//! # Strata
//!
//! Query-execution core for a time-series database: typed data points,
//! disk-backed result caches, group-by partitioning, stable k-way merging
//! and admission control for concurrent scans.
//!
//! ## Modules
//!
//! - [`datapoints`]: Data point model, value codecs and the codec registry
//! - [`storage`]: Row cache spill files and their readers
//! - [`query`]: Admission, partitioning, merging and the query engine
//! - [`config`]: TOML and environment configuration
//!
//! ## Quick Start
//!
//! ```rust,no_run
//! use std::sync::Arc;
//! use strata::{DataPoint, EngineConfig, MemoryStore, QueryDescriptor, QueryEngine, TagSet, TimeRange};
//!
//! #[tokio::main]
//! async fn main() -> Result<(), Box<dyn std::error::Error>> {
//!     let mut store = MemoryStore::new();
//!     store.insert("cpu", TagSet::new().with("host", "a"), vec![DataPoint::long(1, 3)]);
//!     store.insert("cpu", TagSet::new().with("host", "b"), vec![DataPoint::double(2, 0.5)]);
//!
//!     let engine = QueryEngine::new(EngineConfig::default(), Arc::new(store))?;
//!     let query = QueryDescriptor::new("cpu", TimeRange::new(0, 10)?);
//!
//!     let mut output = engine.execute(query, Vec::new()).await?;
//!     let points: Vec<DataPoint> = output.merged().collect();
//!     println!("Found {} points", points.len());
//!
//!     output.close()?;
//!     Ok(())
//! }
//! ```

pub mod config;
pub mod datapoints;
pub mod query;
pub mod storage;

// Re-export top-level types for convenience
pub use datapoints::{
    CodecError, CodecRegistry, DataPoint, DataPointGroup, DataPointValue, GroupByResult,
    MemoryRow, TagSet, ValueCodec, ValueError,
};

pub use storage::{CachedRow, RowCache, RowReader, RowWriter, StorageError, StorageResult};

pub use query::{
    AdmissionController, GroupByStrategy, Grouper, MemoryStore, MergedRow, Order, QueryContext,
    QueryDescriptor, QueryEngine, QueryError, QueryHash, QueryOutput, QueryResult, QuerySlot,
    StoreScan, TimeRange,
};

pub use config::{Config, ConfigError, EngineConfig, LoggingConfig};
impl DataPointValue {
    /// Stable tag used as the on-disk and registry key
    pub fn data_store_type(&self) -> &'static str {
        match self {
            DataPointValue::Long(_) => LONG_TYPE,
            DataPointValue::Double(_) => DOUBLE_TYPE,
            DataPointValue::String(_) => STRING_TYPE,
            DataPointValue::Legacy(_) => LEGACY_TYPE,
            DataPointValue::Null => NULL_TYPE,
            DataPointValue::Complex(_) => COMPLEX_TYPE,
            DataPointValue::Fraction(_) => FRACTION_TYPE,
        }
    }

    /// Label reported to API clients
    pub fn api_type(&self) -> &'static str {
        match self {
            DataPointValue::Long(_) | DataPointValue::Legacy(LegacyValue::Long(_)) => "long",
            DataPointValue::Double(_) | DataPointValue::Legacy(LegacyValue::Double(_)) => "double",
            DataPointValue::String(_) => "string",
            DataPointValue::Null => "null",
            DataPointValue::Complex(_) => "complex",
            DataPointValue::Fraction(_) => "fraction",
        }
    }
}

/// A single time-series value
///
/// Immutable once built. Numeric access follows a check-first contract:
/// call [`is_long`](Self::is_long) / [`is_double`](Self::is_double) before
/// [`long_value`](Self::long_value) / [`double_value`](Self::double_value).
#[derive(Debug, Clone, PartialEq)]
pub struct DataPoint {
    /// Unix timestamp in milliseconds
    timestamp: i64,
    value: DataPointValue,
}
//! Strata Query Engine
//!
//! Everything between a query arriving and its result rows leaving:
//!
//! - **descriptor**: `QueryDescriptor`, `TimeRange`, and query hashing
//! - **admission**: bounded concurrent scans, collision counting, kill
//! - **grouper**: group-by partitioning through spill caches
//! - **merge**: stable k-way merge and the `MergedRow` group
//! - **executor**: `QueryEngine` tying the stages together
//!
//! # Example
//!
//! ```rust,no_run
//! use std::sync::Arc;
//! use strata::config::EngineConfig;
//! use strata::datapoints::{DataPoint, TagSet};
//! use strata::query::{MemoryStore, Order, QueryDescriptor, QueryEngine, TimeRange};
//!
//! #[tokio::main]
//! async fn main() -> Result<(), Box<dyn std::error::Error>> {
//!     let mut store = MemoryStore::new();
//!     store.insert("cpu", TagSet::new().with("host", "a"), vec![DataPoint::long(1, 7)]);
//!
//!     let engine = QueryEngine::new(EngineConfig::default(), Arc::new(store))?;
//!     let query = QueryDescriptor::new("cpu", TimeRange::new(0, 100)?).order(Order::Desc);
//!
//!     let mut output = engine.execute(query, Vec::new()).await?;
//!     for point in output.merged() {
//!         println!("{}", point);
//!     }
//!     output.close()?;
//!     Ok(())
//! }
//! ```

pub mod admission;
pub mod descriptor;
pub mod error;
pub mod executor;
pub mod grouper;
pub mod merge;

pub use admission::{AdmissionController, KillSignal, QuerySlot, RunningQuery, SlotState};
pub use descriptor::{QueryDescriptor, QueryHash, TimeRange};
pub use error::{QueryError, QueryResult};
pub use executor::{MemorySeries, MemoryStore, QueryContext, QueryEngine, QueryOutput, StoreScan};
pub use grouper::{GroupByStrategy, GroupKey, Grouper};
pub use merge::{merge, MergedRow, Order, SortedMerge};
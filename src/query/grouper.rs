//! Group partitioning
//!
//! Splits input rows into sub-rows keyed by the tuple of group ids that the
//! configured strategies assign to each point. Partitions are shared by all
//! inputs of one call: a key seen in several inputs yields one partition
//! whose tag set is the union of theirs. Every partition is spilled through
//! its own [`RowCache`] and comes back as a [`CachedRow`] that owns (and on
//! close deletes) that cache.

use crate::datapoints::{
    CodecRegistry, DataPoint, DataPointGroup, GroupByResult, TagContext,
};
use crate::storage::{
    CachedRow, RowCache, StorageError, StorageResult, DEFAULT_WRITE_BUFFER_ENTRIES,
};
use std::collections::HashMap;
use std::path::{Path, PathBuf};
use std::sync::Arc;
use tracing::debug;
use uuid::Uuid;

/// Pluggable group-by
pub trait GroupByStrategy: Send + Sync {
    /// Bucket id for a point; negative ids mark points the strategy does
    /// not apply to and form their own bucket
    fn group_id(&self, point: &DataPoint, tags: &TagContext) -> i32;

    /// Describe bucket `id` for the rows it produces
    fn describe(&self, id: i32) -> GroupByResult;
}

/// One group id per strategy, in strategy order
pub type GroupKey = Vec<i32>;

/// Partition under construction
struct Partition {
    cache: RowCache,
    results: Vec<GroupByResult>,
    /// Last input that wrote a point here
    last_input: usize,
}

/// Partitions rows by group key
#[derive(Debug, Clone)]
pub struct Grouper {
    temp_dir: PathBuf,
    registry: Arc<CodecRegistry>,
    buffer_entries: usize,
}

impl Grouper {
    pub fn new(temp_dir: impl Into<PathBuf>, registry: Arc<CodecRegistry>) -> Self {
        Self {
            temp_dir: temp_dir.into(),
            registry,
            buffer_entries: DEFAULT_WRITE_BUFFER_ENTRIES,
        }
    }

    /// Builder method: write buffer size for partition caches
    pub fn with_buffer_entries(mut self, entries: usize) -> Self {
        self.buffer_entries = entries;
        self
    }

    pub fn temp_dir(&self) -> &Path {
        &self.temp_dir
    }

    /// Partition every input by the strategies' group keys
    ///
    /// With no strategies the inputs are returned unchanged. Otherwise every
    /// input is drained and closed in turn, and one row per distinct key is
    /// emitted in the order keys were first seen across all inputs. Each
    /// row carries the strategies' descriptions of its key followed by the
    /// group-by results of the inputs that contributed to it.
    pub fn group(
        &self,
        strategies: &[Arc<dyn GroupByStrategy>],
        inputs: Vec<Box<dyn DataPointGroup>>,
    ) -> StorageResult<Vec<Box<dyn DataPointGroup>>> {
        if strategies.is_empty() {
            return Ok(inputs);
        }

        let mut slots: HashMap<GroupKey, usize> = HashMap::new();
        let mut partitions: Vec<Partition> = Vec::new();

        for (index, mut input) in inputs.into_iter().enumerate() {
            let drained = self.drain_input(
                strategies,
                index,
                input.as_mut(),
                &mut slots,
                &mut partitions,
            );
            input.close();
            drained?;
        }

        let mut rows: Vec<Box<dyn DataPointGroup>> = Vec::with_capacity(partitions.len());
        for mut partition in partitions {
            partition.cache.finish_row()?;
            let reader = partition
                .cache
                .get_rows()?
                .into_iter()
                .next()
                .ok_or_else(|| StorageError::InvalidState("partition has no row".into()))?;

            let mut row = CachedRow::owning(reader, partition.cache);
            for result in partition.results {
                row.add_group_by_result(result);
            }
            rows.push(Box::new(row));
        }
        Ok(rows)
    }

    fn drain_input(
        &self,
        strategies: &[Arc<dyn GroupByStrategy>],
        index: usize,
        input: &mut dyn DataPointGroup,
        slots: &mut HashMap<GroupKey, usize>,
        partitions: &mut Vec<Partition>,
    ) -> StorageResult<()> {
        let tag_context = input.tags().tag_context();

        while let Some(point) = input.next() {
            let key: GroupKey = strategies
                .iter()
                .map(|s| s.group_id(&point, &tag_context))
                .collect();

            let slot = match slots.get(&key) {
                Some(&slot) => slot,
                None => {
                    let mut cache = self.create_partition_cache(input.name())?;
                    cache.begin_row(point.data_store_type(), input.tags().clone())?;
                    debug!(metric = %input.name(), key = ?key, path = %cache.path().display(), "Created group partition");

                    let results = strategies
                        .iter()
                        .zip(&key)
                        .map(|(strategy, id)| strategy.describe(*id))
                        .collect();
                    partitions.push(Partition {
                        cache,
                        results,
                        last_input: index,
                    });
                    slots.insert(key, partitions.len() - 1);
                    partitions.len() - 1
                }
            };

            let partition = &mut partitions[slot];
            if partition.last_input != index {
                partition.cache.merge_row_tags(input.tags())?;
                partition.last_input = index;
            }
            partition.cache.append(&point)?;
        }

        for partition in partitions.iter_mut().filter(|p| p.last_input == index) {
            for result in input.group_by_results() {
                if !partition.results.contains(result) {
                    partition.results.push(result.clone());
                }
            }
        }
        Ok(())
    }

    fn create_partition_cache(&self, name: &str) -> StorageResult<RowCache> {
        let path = self
            .temp_dir
            .join(format!("group_{}.cache", Uuid::new_v4()));
        Ok(RowCache::create(name, path, Arc::clone(&self.registry))?
            .with_buffer_entries(self.buffer_entries))
    }
}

---*---

#### [WHAT YOU SHOULD DO]
Across all the records, find the lines containing the word "TagSet" and reproduce each one.

#### [TASK OUTPUT]
//! use strata::{DataPoint, EngineConfig, MemoryStore, QueryDescriptor, QueryEngine, TagSet, TimeRange};
//!     store.insert("cpu", TagSet::new().with("host", "a"), vec![DataPoint::long(1, 3)]);
//!     store.insert("cpu", TagSet::new().with("host", "b"), vec![DataPoint::double(2, 0.5)]);
    MemoryRow, TagSet, ValueCodec, ValueError,
//! use strata::datapoints::{DataPoint, TagSet};
//!     store.insert("cpu", TagSet::new().with("host", "a"), vec![DataPoint::long(1, 7)]);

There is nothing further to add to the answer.